Creating automatic annotation in CVAT using pre-trained ultralytics models. It supports both bounding box annotation for object detection tasks and polygon annotation for instance segmentation tasks.
You need to provide the path to the folder with images that will be uploaded to the task in CVAT. As a result of the program's operation, a zip archive with annotations obtained based on the neural network inference will be formed.
All that remains to be done: after creating the task, go to the Actions panel and select Upload annotations
. Then, choose COCO 1.0
in the Import format
section and upload the archive.
You need to have Python 3.8 or newer installed. Run the following commands sequentially in your terminal:
- Clone this repository to your local machine.
- Navigate to the created folder using the command cd.
Install all necessary libraries:
pip install -r requirements.txt
This repository supports all relevant models from Ultralytics: YOLOv8/v9/v10 (and lower) for detection and segmentation, FastSAM, and YOLO-World (Real-Time Open-Vocabulary Object Detection).
To interact with the repository, you need to set the following command in the cmd terminal:
python AutoCvat.py --img_folder="images" --weights=yolov8m-seg.pt --yaml_pth=configs.yaml
An example of a more fine-tuning with all possible CLI parameters:
python AutoCvat.py --img_folder=images --weights=yolov8m-seg.pt --annotations_zip=cars_annotations --yaml_pth=configs.yaml --all_conf=0.2 --cvat_json=True --save_photo=True
Table 1. Explanation of CLI command values:
№ | Command | Description | Default value |
---|---|---|---|
1 | img_folder | Path to the folder containing images | - |
2 | weights | Path to the ultralytics model weights file (ex: yolov8m-seg.pt, yolov9c.pt, FastSAM-x.pt) | - |
3 | yaml_pth | The path to configuration yaml file | configs.yaml |
5 | save_photo | Whether to create a file .zip photos to upload to CVAT | False |
5 | cvat_json | Should a json file with labels for CVAT be created | False |
6 | all_conf | The value of the confidence of all model classes, condidences from config file don`t use | None |
For Russian users, there is a detailed video presentation of this project.
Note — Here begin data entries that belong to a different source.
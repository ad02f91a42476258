//! Sums behind the general report and the dashboard counts.
//!
//! Money is stored as decimal text, so totals are added up here rather than
//! with SQL `SUM`.

use rusqlite::{Connection, Row, params};
use rust_decimal::Decimal;

use mkwawa_core::{
  finance::ContributionType,
  report::{CategoryTotal, ContributionTotal, ParishSummary, ReportInputs, ReportPeriod},
};

use crate::{
  Result,
  encode::{decode_decimal, decode_label, encode_date},
};

/// Add up `(key, amount)` rows that arrive grouped by key. Keys whose
/// joined amount is NULL contribute zero.
fn fold_groups<K: PartialEq>(rows: Vec<(K, Option<String>)>) -> Result<Vec<(K, Decimal)>> {
  let mut out: Vec<(K, Decimal)> = Vec::new();
  for (key, amount) in rows {
    let amount = amount.as_deref().map(decode_decimal).transpose()?.unwrap_or_default();
    match out.last_mut() {
      Some((last, total)) if *last == key => *total += amount,
      _ => out.push((key, amount)),
    }
  }
  Ok(out)
}

/// Per-category totals for `sql`, which selects `(id, name, amount)`
/// ordered by category and takes the period bounds as `?1` and `?2`.
fn category_totals(conn: &Connection, sql: &str, start: &str, end: &str) -> Result<Vec<CategoryTotal>> {
  let mut stmt = conn.prepare(sql)?;
  let rows = stmt
    .query_map(params![start, end], |r: &Row<'_>| {
      Ok(((r.get::<_, String>(0)?, r.get::<_, String>(1)?), r.get::<_, Option<String>>(2)?))
    })?
    .collect::<rusqlite::Result<Vec<_>>>()?;
  Ok(
    fold_groups(rows)?
      .into_iter()
      .map(|((_, name), total)| CategoryTotal { name, total })
      .collect(),
  )
}

fn sum_column(conn: &Connection, table: &str, column: &str) -> Result<Decimal> {
  let mut stmt = conn.prepare(&format!("SELECT {column} FROM {table}"))?;
  let mut rows = stmt.query([])?;
  let mut total = Decimal::ZERO;
  while let Some(row) = rows.next()? {
    let amount: String = row.get(0)?;
    total += decode_decimal(&amount)?;
  }
  Ok(total)
}

fn count(conn: &Connection, sql: &str) -> Result<u64> {
  let n: i64 = conn.query_row(sql, [], |r| r.get(0))?;
  Ok(n.max(0) as u64)
}

/// Period sums filter on the calendar date of each record: `date_given` for
/// offerings, `date_created` for donation item funds and `date_taken` for
/// expenditures.
pub(super) fn report_inputs(conn: &mut Connection, period: ReportPeriod) -> Result<ReportInputs> {
  let (start, end) = period.bounds()?;
  let (start, end) = (encode_date(start), encode_date(end));

  let offerings_by_category = category_totals(
    conn,
    "SELECT c.id, c.name, o.amount
       FROM offering_categories c
       LEFT JOIN offerings o
         ON o.category_id = c.id AND o.date_given >= ?1 AND o.date_given < ?2
      ORDER BY c.name, c.id",
    &start,
    &end,
  )?;

  let expenditures_by_category = category_totals(
    conn,
    "SELECT c.id, c.name, e.expenditure_amount
       FROM expense_categories c
       LEFT JOIN expenditures e
         ON e.category_id = c.id AND e.date_taken >= ?1 AND e.date_taken < ?2
      ORDER BY c.name, c.id",
    &start,
    &end,
  )?;

  let contributions = {
    let mut stmt = conn.prepare(
      "SELECT s.id, s.name, s.contribution_type, d.amount
         FROM special_contributions s
         LEFT JOIN donation_item_funds d
           ON d.contribution_id = s.id AND d.date_created >= ?1 AND d.date_created < ?2
        ORDER BY s.name, s.id",
    )?;
    let rows = stmt
      .query_map(params![start, end], |r| {
        Ok((
          (r.get::<_, String>(0)?, r.get::<_, String>(1)?, r.get::<_, String>(2)?),
          r.get::<_, Option<String>>(3)?,
        ))
      })?
      .collect::<rusqlite::Result<Vec<_>>>()?;
    fold_groups(rows)?
      .into_iter()
      .map(|((_, name, kind), total)| {
        Ok(ContributionTotal {
          name,
          contribution_type: decode_label::<ContributionType>("contribution type", &kind)?,
          total,
        })
      })
      .collect::<Result<Vec<_>>>()?
  };

  Ok(ReportInputs {
    offerings_by_category,
    contributions,
    expenditures_by_category,
    active_members: count(conn, "SELECT COUNT(*) FROM members WHERE status = 'Active'")?,
    all_offerings_total: sum_column(conn, "offerings", "amount")?,
    all_donation_funds_total: sum_column(conn, "donation_item_funds", "amount")?,
    all_expenditures_total: sum_column(conn, "expenditures", "expenditure_amount")?,
  })
}

pub(super) fn parish_summary(conn: &mut Connection) -> Result<ParishSummary> {
  Ok(ParishSummary {
    active_members:    count(conn, "SELECT COUNT(*) FROM members WHERE status = 'Active'")?,
    inactive_members:  count(conn, "SELECT COUNT(*) FROM members WHERE status = 'Inactive'")?,
    pending_members:   count(conn, "SELECT COUNT(*) FROM members WHERE status = 'Pending'")?,
    male_members:      count(conn, "SELECT COUNT(*) FROM members WHERE gender = 'Male'")?,
    female_members:    count(conn, "SELECT COUNT(*) FROM members WHERE gender = 'Female'")?,
    leaders:           count(conn, "SELECT COUNT(*) FROM leaders")?,
    baptised_members:  count(conn, "SELECT COUNT(*) FROM members WHERE is_baptised = 1")?,
    confirmed_members: count(conn, "SELECT COUNT(*) FROM members WHERE is_confirmed = 1")?,
    married_members:   count(conn, "SELECT COUNT(*) FROM members WHERE marital_status = 'Married'")?,
    assets:            count(conn, "SELECT COUNT(*) FROM assets")?,
    total_asset_value: sum_column(conn, "assets", "value")?,
    years:             count(conn, "SELECT COUNT(*) FROM years")?,
    outstations:       count(conn, "SELECT COUNT(*) FROM outstations")?,
    cells:             count(conn, "SELECT COUNT(*) FROM cells")?,
  })
}
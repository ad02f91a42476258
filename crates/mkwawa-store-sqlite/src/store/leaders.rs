//! Leader records.

use rusqlite::{Connection, OptionalExtension as _, params, types::Value};
use uuid::Uuid;

use mkwawa_core::{
  Error as CoreError, ids,
  leader::{Leader, LeaderForm, LeaderQuery, LeaderView},
};

use super::{Filters, any_with, require, touched};
use crate::{
  Result,
  encode::{self, decode_uuid, encode_date, encode_dt, encode_uuid},
};

fn fetch(conn: &Connection, id: Uuid) -> Result<Option<LeaderView>> {
  let mut stmt = conn.prepare(&format!(
    "SELECT {} FROM leaders l JOIN members m ON m.id = l.church_member_id WHERE l.id = ?1",
    encode::LEADER_VIEW_COLUMNS
  ))?;
  encode::first(&mut stmt, params![encode_uuid(id)], encode::leader_view)
}

/// One leader record per member: saving again for the same member updates
/// it in place.
pub(super) fn upsert_leader(conn: &mut Connection, form: LeaderForm) -> Result<Leader> {
  form.validate()?;
  let tx = conn.transaction()?;
  require(&tx, "members", "member", form.church_member_id)?;
  if let Some(outstation) = form.outstation_id {
    require(&tx, "outstations", "outstation", outstation)?;
  }
  let member_key = encode_uuid(form.church_member_id);
  let existing: Option<String> = tx
    .query_row(
      "SELECT id FROM leaders WHERE church_member_id = ?1",
      params![member_key],
      |r| r.get(0),
    )
    .optional()?;

  let id = match existing {
    Some(key) => {
      tx.execute(
        "UPDATE leaders SET occupation = ?2, start_date = ?3, responsibilities = ?4,
           outstation_id = ?5, time_in_service = NULL
         WHERE id = ?1",
        params![
          key,
          form.occupation.to_string(),
          encode_date(form.start_date),
          form.responsibilities.trim(),
          form.outstation_id.map(encode_uuid),
        ],
      )?;
      decode_uuid(&key)?
    }
    None => {
      let mut rng = rand::thread_rng();
      let leader_id = ids::generate_unique(
        "leader id",
        || ids::leader_id(&mut rng),
        |candidate| any_with(&tx, "leaders", "leader_id", candidate),
      )?;
      let id = Uuid::new_v4();
      tx.execute(
        "INSERT INTO leaders (
           id, leader_id, church_member_id, occupation, start_date,
           responsibilities, outstation_id, date_created
         ) VALUES (?1, ?2, ?3, ?4, ?5, ?6, ?7, ?8)",
        params![
          encode_uuid(id),
          leader_id,
          member_key,
          form.occupation.to_string(),
          encode_date(form.start_date),
          form.responsibilities.trim(),
          form.outstation_id.map(encode_uuid),
          encode_dt(encode::now()),
        ],
      )?;
      id
    }
  };
  tx.execute("UPDATE members SET is_leader = 1 WHERE id = ?1", params![member_key])?;
  let view = fetch(&tx, id)?.ok_or_else(|| CoreError::not_found("leader", id))?;
  tx.commit()?;
  Ok(view.leader)
}

pub(super) fn get_leader(conn: &mut Connection, id: Uuid) -> Result<Option<LeaderView>> {
  fetch(conn, id)
}

pub(super) fn list_leaders(conn: &mut Connection, query: LeaderQuery) -> Result<Vec<LeaderView>> {
  let mut filters = Filters::default();
  filters.push("m.is_leader = 1", std::iter::empty());
  filters.label("m.status", query.member_status);
  filters.label("m.gender", query.gender);
  filters.label("l.occupation", query.occupation);
  filters.uuid("m.cell_id", query.cell_id);
  if let Some(outstation) = query.outstation_id {
    let key = Value::from(encode_uuid(outstation));
    filters.push(
      "(l.outstation_id = ? OR m.cell_id IN (SELECT id FROM cells WHERE outstation_id = ?))",
      [key.clone(), key],
    );
  }
  let mut stmt = conn.prepare(&format!(
    "SELECT {} FROM leaders l JOIN members m ON m.id = l.church_member_id{}
     ORDER BY m.full_name",
    encode::LEADER_VIEW_COLUMNS,
    filters.where_sql()
  ))?;
  encode::collect(&mut stmt, filters.args(), encode::leader_view)
}

pub(super) fn save_time_in_service(conn: &mut Connection, id: Uuid, value: &str) -> Result<()> {
  let changed = conn.execute(
    "UPDATE leaders SET time_in_service = ?2 WHERE id = ?1",
    params![encode_uuid(id), value],
  )?;
  touched(changed, "leader", id)
}

pub(super) fn delete_leader(conn: &mut Connection, id: Uuid) -> Result<()> {
  let tx = conn.transaction()?;
  let view = fetch(&tx, id)?.ok_or_else(|| CoreError::not_found("leader", id))?;
  tx.execute("DELETE FROM leaders WHERE id = ?1", params![encode_uuid(id)])?;
  tx.execute(
    "UPDATE members SET is_leader = 0 WHERE id = ?1",
    params![encode_uuid(view.leader.church_member_id)],
  )?;
  tx.commit()?;
  Ok(())
}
YouTube video in Russian is available at this link.
The project also provides a configuration file where the parameters each class in your custom or pretrained YOLO model, confidentiality for each class, the iou parameter are set, parameter "minimize_points", that includes the ability to minimize the number of points in the polygons of the final markup (True is advised) and "segment" parameter, which sets the issue you want to solve True - instance segmentation, False - detection
An example of configuring a configuration file to configure defined classes and make the model confident in their presence:
names:
0: person
1: bicycle
2: car
3: motorcycle
14: bird
confs:
0: 0.7
1: 0.4
2: 0.4
3: 0.5
14: 0.6
iou: 0.7
minimize_points: False
segment: False
The keys in the "names" are the numbering of the classes in your model, and the values are the names in the CVAT project (predictions.boxes.cls.cpu().int().tolist()
)
The keys in the "confs" are also the numbering of the classes, and the values are the confidence parameter of each class of the model.
It is important to note that the number of confidentiality parameters must match the number of class names.
If the "segment" parameter is True, but your model only supports detection, the output you will receive the annotations from the detector.
If you solve the detection issue, you do not need to use "minimize_points" parameter. It only applies to the segmentation task
You can also combine several classes into one by giving them the same name in the configuration class, as in the example:
names:
0: person
1: car
2: car
3: car
14: bird
confs:
0: 0.7
1: 0.4
2: 0.4
3: 0.5
14: 0.3
iou: 0.7
minimize_points: True
segment: True
If you need to get the annotations of specific classes from YOLO, then you can see their numbers: COCO classes supported by YOLO models
To speed up your pipeline cycle of annotation, training and model improvement. A good solution is to use the YOLO-World model. This model allows you to detect any object in the image based on descriptive texts.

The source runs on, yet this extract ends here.